Se há origem, a água se une para a corrente. Se há aquele que a vê, num fluxo a água no rego. Se há inseto que caia, num luxo de ordem a aranha na teia. Antes passou por uma flor o algodão de uma veste.
Não há trieiro para retorno a uma origem. Que ele foi extinto por outra palavra. Que ele se recobriu pela ausência dos passos, palavras que chegaram sem a presença alcançada pelo crepúsculo numa varanda.
Não há milagre se é muito pecado, se é muito jeito de não ter compaixão. As palavras assomam acerca se chega o estrangeiro sem a reserva do monte de farpas.

Poema do poço do Batatal

A três quilômetros por hora se move
o vento no prado e na memória  anuncia a previsão do tempo Resistem os capulhos, resistem os hieróglifos nas paredes derrotadas Na infância perdida nos brejos úmidos nas capoeiras dos galhos de gestos entrelaçados Apagou- se da memória o nome da cidade mais antiga da história e ainda que arraste o lixo e que a carpina se dê lenta são belos o homem e a mulher à beira de uma trilha perdida em Jerusalém numa colônia do Egito, num bairro próximo aos restos aguados das minas Belo o garoto que carrega uma chave e a cancela da fronteira se abre Talvez isso se dê em Silvânia ou na Síria sob a vigília do girassol e do tamboril


José Emílio Pacheco

Faleceu neste segunda-feira, 27.1.2013, o poeta mexicano José Emílio Pacheco.
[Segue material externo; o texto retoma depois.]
//! Splits a raw README into the fixed set of portfolio sections.
//!
//! Project READMEs follow a loose convention of second-level headings; the
//! parser matches each heading against keyword sets and collects the text
//! up to the next heading. Anything malformed simply yields fewer
//! sections, never an error.

use serde::Deserialize;

/// Parsed README, one optional body per known section. Absent and empty
/// are equivalent: a section whose content trims to nothing is `None`.
#[derive(Debug, Clone, Default, PartialEq, Eq, Deserialize)]
pub struct ReadmeSections {
    pub presentation: Option<String>,
    pub objectives: Option<String>,
    pub steps: Option<String>,
    pub actors: Option<String>,
    pub results: Option<String>,
    pub outcomes: Option<String>,
    pub critical_review: Option<String>,
}

/// Keyword sets per section, in match priority order. Headings are
/// French in the source data; a couple of accent-less spellings are
/// accepted alongside.
const SECTION_KEYWORDS: [(Section, &[&str]); 7] = [
    (Section::Presentation, &["présentation", "presentation"]),
    (Section::Objectives, &["objectifs", "contexte", "enjeux"]),
    (Section::Steps, &["étapes", "etapes"]),
    (Section::Actors, &["acteurs", "interactions"]),
    (Section::Results, &["résultats", "resultats"]),
    (Section::Outcomes, &["lendemains"]),
    (Section::CriticalReview, &["regard critique", "regard"]),
];

#[derive(Debug, Clone, Copy, PartialEq, Eq)]
enum Section {
    Presentation,
    Objectives,
    Steps,
    Actors,
    Results,
    Outcomes,
    CriticalReview,
}

/// Parse `raw` into section records. Pure and deterministic; input with no
/// recognizable headings produces an all-absent record.
pub fn parse_readme(raw: &str) -> ReadmeSections {
    let mut sections = ReadmeSections::default();

    // (byte offset of line start, byte offset past the heading line, title)
    let mut headings: Vec<(usize, usize, String)> = Vec::new();
    let mut offset = 0;
    for line in raw.split_inclusive('\n') {
        let trimmed = line.trim_end_matches(['\n', '\r']);
        if let Some(title) = heading_title(trimmed) {
            headings.push((offset, offset + line.len(), title));
        }
        offset += line.len();
    }

    for (index, (_, body_start, title)) in headings.iter().enumerate() {
        let body_end = headings
            .get(index + 1)
            .map(|(start, _, _)| *start)
            .unwrap_or(raw.len());
        let body = raw[*body_start..body_end].trim();
        let Some(section) = match_section(title) else {
            continue;
        };
        let slot = section_slot(&mut sections, section);
        *slot = (!body.is_empty()).then(|| body.to_string());
    }

    sections
}

/// The normalized title of a `##` heading line, or `None` for any other
/// line (including deeper or shallower headings).
fn heading_title(line: &str) -> Option<String> {
    let rest = line.strip_prefix("##")?;
    if rest.starts_with('#') {
        return None;
    }
    let rest = rest.strip_prefix(char::is_whitespace)?;
    Some(rest.trim().to_lowercase())
}

/// First keyword set containing the title wins; a heading never populates
/// two sections.
fn match_section(title: &str) -> Option<Section> {
    SECTION_KEYWORDS
        .iter()
        .find(|(_, keywords)| keywords.iter().any(|keyword| title.contains(keyword)))
        .map(|(section, _)| *section)
}

fn section_slot(sections: &mut ReadmeSections, section: Section) -> &mut Option<String> {
    match section {
        Section::Presentation => &mut sections.presentation,
        Section::Objectives => &mut sections.objectives,
        Section::Steps => &mut sections.steps,
        Section::Actors => &mut sections.actors,
        Section::Results => &mut sections.results,
        Section::Outcomes => &mut sections.outcomes,
        Section::CriticalReview => &mut sections.critical_review,
    }
}

impl ReadmeSections {
    pub fn is_empty(&self) -> bool {
        self.presentation.is_none()
            && self.objectives.is_none()
            && self.steps.is_none()
            && self.actors.is_none()
            && self.results.is_none()
            && self.outcomes.is_none()
            && self.critical_review.is_none()
    }

    /// Populated sections with a display label, in document order.
    pub fn labeled(&self) -> Vec<(&'static str, &str)> {
        [
            ("Présentation", &self.presentation),
            ("Objectifs", &self.objectives),
            ("Étapes", &self.steps),
            ("Acteurs", &self.actors),
            ("Résultats", &self.results),
            ("Lendemains", &self.outcomes),
            ("Regard critique", &self.critical_review),
        ]
        .into_iter()
        .filter_map(|(label, body)| body.as_deref().map(|body| (label, body)))
        .collect()
    }
}

#[cfg(test)]
mod tests {
    use super::*;
    use indoc::indoc;

    const SAMPLE: &str = indoc! {
        "
        # Finance-inator

        Some intro text before any section.

        ## Présentation

        Un outil de suivi de budget.

        ## Objectifs et contexte

        - apprendre
        - livrer

        ## Notes diverses

        ignorée, le titre ne correspond à aucune section

        ## Résultats

        Ça marche.
        "
    };

    #[test]
    fn matches_known_headings_and_ignores_the_rest() {
        let sections = parse_readme(SAMPLE);
        assert_eq!(
            sections.presentation.as_deref(),
            Some("Un outil de suivi de budget.")
        );
        assert_eq!(sections.objectives.as_deref(), Some("- apprendre\n- livrer"));
        assert_eq!(sections.results.as_deref(), Some("Ça marche."));
        assert!(sections.steps.is_none());
        assert!(sections.actors.is_none());
        assert!(sections.outcomes.is_none());
        assert!(sections.critical_review.is_none());
    }

    #[test]
    fn parsing_is_deterministic() {
        assert_eq!(parse_readme(SAMPLE), parse_readme(SAMPLE));
    }

    #[test]
    fn headingless_input_yields_all_absent() {
        let sections = parse_readme("just a paragraph\nand another line\n");
        assert!(sections.is_empty());
    }

    #[test]
    fn empty_section_body_is_recorded_as_absent() {
        let sections = parse_readme("## Présentation\n\n\n## Résultats\nok\n");
        assert!(sections.presentation.is_none());
        assert_eq!(sections.results.as_deref(), Some("ok"));
    }

    #[test]
    fn deeper_headings_do_not_terminate_a_section() {
        let sections = parse_readme(indoc! {
            "
            ## Étapes

            ### Phase 1

            fondations

            ## Acteurs

            moi
            "
        });
        let steps = sections.steps.expect("steps populated");
        assert!(steps.contains("### Phase 1"));
        assert!(steps.contains("fondations"));
        assert_eq!(sections.actors.as_deref(), Some("moi"));
    }

    #[test]
    fn first_matching_keyword_set_wins() {
        // the title matches both the results and the critical-review sets;
        // a heading only lands in the earlier of the two.
        let sections = parse_readme("## Regard critique et résultats\ntexte\n");
        assert_eq!(sections.results.as_deref(), Some("texte"));
        assert!(sections.critical_review.is_none());
    }
}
Deixo  aqui a minha traducão de um dos seus poemas.

Sombra na neve

Nada tem a ver o jarro
em que soluçam as begônias
com a sombra da ave,  alada grafia
que não deixa marca na neve.

Nada em comum senão ser parte do mundo,
aparência por um instante
da fluidez em luta com a rigidez.

Mas a linguagem soluciona
a desunião, a discórdia.

E no verso reúne as tristes flores
com a fugaz sombra da ave.








Poema da ausência

Na hora da decisão são avaliadas as fortes ausências com cordames de rancor, com arames de arestas de doenças, quem sabe abolido álbum de fotografia dos inimigos, da cabine de onde se aventura, se desgasta o câmbio e a memória dos figos abandonados à urticária do mofo.
Estiveram quando foi o exílio, o cortiço a recolher os antepassados, em puídas vestes, losna a revestir os lábios e as palavras da impossível parte descoberta,  parte rascunhada por arestas.
A ausência do crestado pão  num cesto abandonado pela orfandade Transitem os descendentes numa nave ancestral, carregados dos ovos do nojo, das podres arestas.